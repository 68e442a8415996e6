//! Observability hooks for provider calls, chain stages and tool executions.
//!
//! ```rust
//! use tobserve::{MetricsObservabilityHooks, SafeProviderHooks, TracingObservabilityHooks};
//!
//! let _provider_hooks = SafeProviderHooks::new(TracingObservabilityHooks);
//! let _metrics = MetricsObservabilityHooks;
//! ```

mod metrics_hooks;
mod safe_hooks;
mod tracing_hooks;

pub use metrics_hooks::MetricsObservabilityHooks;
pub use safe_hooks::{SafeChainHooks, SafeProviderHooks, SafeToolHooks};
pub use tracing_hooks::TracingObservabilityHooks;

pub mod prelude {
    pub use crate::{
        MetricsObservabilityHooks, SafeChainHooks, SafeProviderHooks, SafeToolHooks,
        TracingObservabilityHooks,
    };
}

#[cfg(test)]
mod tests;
- - - -
**What to work on**. Work through the records above. Copy every line with the string "SafeToolHooks".

**Result**.
pub use safe_hooks::{SafeChainHooks, SafeProviderHooks, SafeToolHooks};
        MetricsObservabilityHooks, SafeChainHooks, SafeProviderHooks, SafeToolHooks,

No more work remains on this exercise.